Fiona was up front, ramrod stiff and stone-faced. Marcus hovered just behind her, looking uncomfortable.

“Glen,” she said. Her voice could cut ice.

“Hey, Glen,” Marcus attempted. “How’s it going?”

“This is a surprise,” I said.

“We came to see Kelly,” Fiona said. “To see how she’s doing.” Her tone implied she doubted my daughter was doing well.

“Was this one of those weekends?”

“Do I need it to be one of ‘those weekends’ to see my granddaughter?”

“We might not have been home. And I’d hate for you to come for nothing.” This sounded reasonable to me, but Fiona flushed.

Marcus cleared his throat. “We thought we’d chance it.”

I stepped back to give them room to come inside. “You’ve been talking to Kelly over the Internet?” I asked Fiona.

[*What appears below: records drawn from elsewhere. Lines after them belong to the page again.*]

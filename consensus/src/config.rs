//! Engine configuration with TOML file support.

use crate::error::ConsensusError;
use serde::{Deserialize, Serialize};
use std::path::Path;
use verity_types::ProtocolParams;
use verity_utils::LogConfig;

/// Configuration for a consensus engine.
///
/// Can be loaded from a TOML file via [`EngineConfig::from_toml_file`] or
/// built programmatically (e.g. for tests). Missing sections fall back to the
/// protocol defaults.
#[derive(Clone, Debug, Default, PartialEq, Serialize, Deserialize)]
pub struct EngineConfig {
    #[serde(default)]
    pub params: ProtocolParams,

    #[serde(default)]
    pub logging: LogConfig,
}

impl EngineConfig {
    pub fn from_toml_file(path: impl AsRef<Path>) -> Result<Self, ConsensusError> {
        let path = path.as_ref();
        let content = std::fs::read_to_string(path)
            .map_err(|e| ConsensusError::Config(format!("{}: {e}", path.display())))?;
        Self::from_toml_str(&content)
    }

    /// Parse and validate a configuration.
    pub fn from_toml_str(s: &str) -> Result<Self, ConsensusError> {
        let config: Self = toml::from_str(s).map_err(|e| ConsensusError::Config(e.to_string()))?;
        config.params.validate()?;
        Ok(config)
    }

    pub fn to_toml_string(&self) -> Result<String, ConsensusError> {
        toml::to_string_pretty(self).map_err(|e| ConsensusError::Config(e.to_string()))
    }
}
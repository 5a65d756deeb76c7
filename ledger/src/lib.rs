//! Stake ledger.
//!
//! Holds participant balances and the stakes placed on claims. Every balance
//! mutation for a participant runs under that participant's own lock, so
//! concurrent stakes by the same participant cannot lose updates while
//! different participants proceed in parallel. A stake debits the balance and
//! appends the stake record as one step: both happen or neither does.

pub mod account;
pub mod error;
pub mod ledger;
pub mod stake;

pub use account::AccountInfo;
pub use error::LedgerError;
pub use ledger::StakeLedger;
pub use stake::{ClaimStakes, Stake};
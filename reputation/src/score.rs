//! The reputation score and its update formulas.

use serde::{Deserialize, Serialize};
use std::fmt;
use verity_types::params::{
    REPUTATION_GAIN_FACTOR, REPUTATION_INITIAL, REPUTATION_LOSS_FACTOR,
    REPUTATION_MAX, REPUTATION_MIN,
};

/// Scale used when a score takes part in integer arithmetic.
pub const MICRO_POINTS: f64 = 1_000_000.0;

/// A reputation score, always inside `[0, 100]`.
#[derive(Clone, Copy, Debug, PartialEq, PartialOrd, Serialize, Deserialize)]
#[serde(from = "f64", into = "f64")]
pub struct Reputation(f64);

impl Reputation {
    pub const MIN: Self = Self(REPUTATION_MIN);
    pub const MAX: Self = Self(REPUTATION_MAX);
    pub const INITIAL: Self = Self(REPUTATION_INITIAL);

    /// Build a score, clamping into `[0, 100]`. NaN maps to 0.
    pub fn new(value: f64) -> Self {
        if value.is_nan() {
            return Self::MIN;
        }
        Self(value.clamp(REPUTATION_MIN, REPUTATION_MAX))
    }

    pub fn value(&self) -> f64 {
        self.0
    }

    /// Score in millionths of a point, rounded. Used for reward shares.
    pub fn to_micro(&self) -> u128 {
        (self.0 * MICRO_POINTS).round() as u128
    }

    /// The score as an exact dyadic rational: `value = mantissa · 2^(shift − 1074)`.
    ///
    /// Every non-negative finite f64 has this form, so scores can be compared
    /// and summed in integer arithmetic without rounding.
    pub fn scaled_parts(&self) -> (u64, u32) {
        let bits = self.0.to_bits();
        let biased_exponent = ((bits >> 52) & 0x7ff) as u32;
        let fraction = bits & ((1u64 << 52) - 1);
        if biased_exponent == 0 {
            // Zero or subnormal.
            (fraction, 0)
        } else {
            (fraction | (1u64 << 52), biased_exponent - 1)
        }
    }

    /// `R' = R + gain · (100 − R)`.
    ///
    /// Below 100 the result stays strictly below 100: when the gained headroom
    /// is smaller than f64 resolution the score is left unchanged.
    pub fn after_correct(self, gain: f64) -> Self {
        let r = self.0;
        let next = r + gain * (REPUTATION_MAX - r);
        if next >= REPUTATION_MAX && r < REPUTATION_MAX && gain < 1.0 {
            return self;
        }
        Self::new(next)
    }

    /// `R' = R − loss · R`, computed as `R · (1 − loss)`.
    pub fn after_incorrect(self, loss: f64) -> Self {
        Self::new(self.0 * (1.0 - loss))
    }

    /// Apply the default protocol factors for a vote outcome.
    pub fn after_vote(self, was_correct: bool) -> Self {
        if was_correct {
            self.after_correct(REPUTATION_GAIN_FACTOR)
        } else {
            self.after_incorrect(REPUTATION_LOSS_FACTOR)
        }
    }
}

impl Default for Reputation {
    fn default() -> Self {
        Self::INITIAL
    }
}

impl From<f64> for Reputation {
    fn from(value: f64) -> Self {
        Self::new(value)
    }
}

impl From<Reputation> for f64 {
    fn from(r: Reputation) -> Self {
        r.0
    }
}

impl fmt::Display for Reputation {
    fn fmt(&self, f: &mut fmt::Formatter<'_>) -> fmt::Result {
        write!(f, "{:.2}", self.0)
    }
}

#[cfg(test)]
mod tests {
    use super::*;

    #[test]
    fn new_clamps_out_of_range_values() {
        assert_eq!(Reputation::new(-5.0), Reputation::MIN);
        assert_eq!(Reputation::new(150.0), Reputation::MAX);
        assert_eq!(Reputation::new(f64::NAN), Reputation::MIN);
        assert_eq!(Reputation::new(42.5).value(), 42.5);
    }

    #[test]
    fn correct_vote_closes_five_percent_of_headroom() {
        assert_eq!(Reputation::new(50.0).after_vote(true).value(), 52.5);
        assert_eq!(Reputation::new(80.0).after_vote(true).value(), 81.0);
        assert_eq!(Reputation::MAX.after_vote(true), Reputation::MAX);
        assert_eq!(Reputation::MIN.after_vote(true).value(), 5.0);
    }

    #[test]
    fn incorrect_vote_loses_ten_percent() {
        assert_eq!(Reputation::new(50.0).after_vote(false).value(), 45.0);
        assert_eq!(Reputation::MIN.after_vote(false), Reputation::MIN);
    }

    #[test]
    fn near_max_score_never_rounds_up_to_max() {
        let almost = Reputation::new(99.999_999_999_999_99);
        let next = almost.after_vote(true);
        assert!(next.value() < 100.0);
        assert!(next >= almost);
    }

    #[test]
    fn micro_points_round_to_nearest() {
        assert_eq!(Reputation::new(50.0).to_micro(), 50_000_000);
        assert_eq!(Reputation::new(52.5).to_micro(), 52_500_000);
        assert_eq!(Reputation::MIN.to_micro(), 0);
    }

    #[test]
    fn scaled_parts_are_exact() {
        assert_eq!(Reputation::MIN.scaled_parts(), (0, 0));
        // 0.5 = 2^52 · 2^(1021 − 1074)
        assert_eq!(Reputation::new(0.5).scaled_parts(), (1 << 52, 1021));
        // 50 = 25 · 2^48 · 2^(1027 − 1074)
        assert_eq!(Reputation::new(50.0).scaled_parts(), (25 << 48, 1027));
        // Smallest subnormal.
        assert_eq!(Reputation::new(5e-324).scaled_parts(), (1, 0));
    }

    #[test]
    fn scaled_parts_keep_sub_micro_differences() {
        let a = Reputation::new(50.000_000_4);
        let b = Reputation::new(50.0);
        assert_eq!(a.to_micro(), b.to_micro());
        assert_ne!(a.scaled_parts(), b.scaled_parts());
    }
}
//! Shared utilities for the Verity engine.

pub mod logging;

pub use logging::{init_tracing, LogConfig, LogFormat, LoggingError};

“We’ve had some chats,” Fiona said. “I’m very worried about her. I can just imagine what she’s going through. When Sheila lost her father, she was older than Kelly, but she still took it so very hard.”

“The thruway was a son of a bitch,” Marcus said, still trying to cut through the tension. “Seems like they’re ripping up the roads all over the place.”

“Yeah,” I said. “They do that.”

“Look,” he said, “I told Fiona, you know, maybe this isn’t such a great idea, just showing up without calling or-”

“Marcus, do not apologize for me. There’s something I want to discuss with you, Glen,” Fiona said, in a tone MacArthur might have used when he got the Japanese to surrender.

“What’s that?”

“Kelly was telling me, during our Skype chat, that things aren’t going very well for her at school.”

“Kelly’s doing fine. Her grades are even a little better than last year.”

“I’m not talking about her grades. I’m talking about her social situation.”

“What about it?”

“I understand the other children are being horrible to her.”

“It hasn’t been an easy time for her.”

“Yes, well, I wouldn’t think so, considering that the boy who died in that accident was a student at Kelly’s school. She’s being tormented. That’s not a good environment for the child.”

“She told you about the kids calling her Boozer.”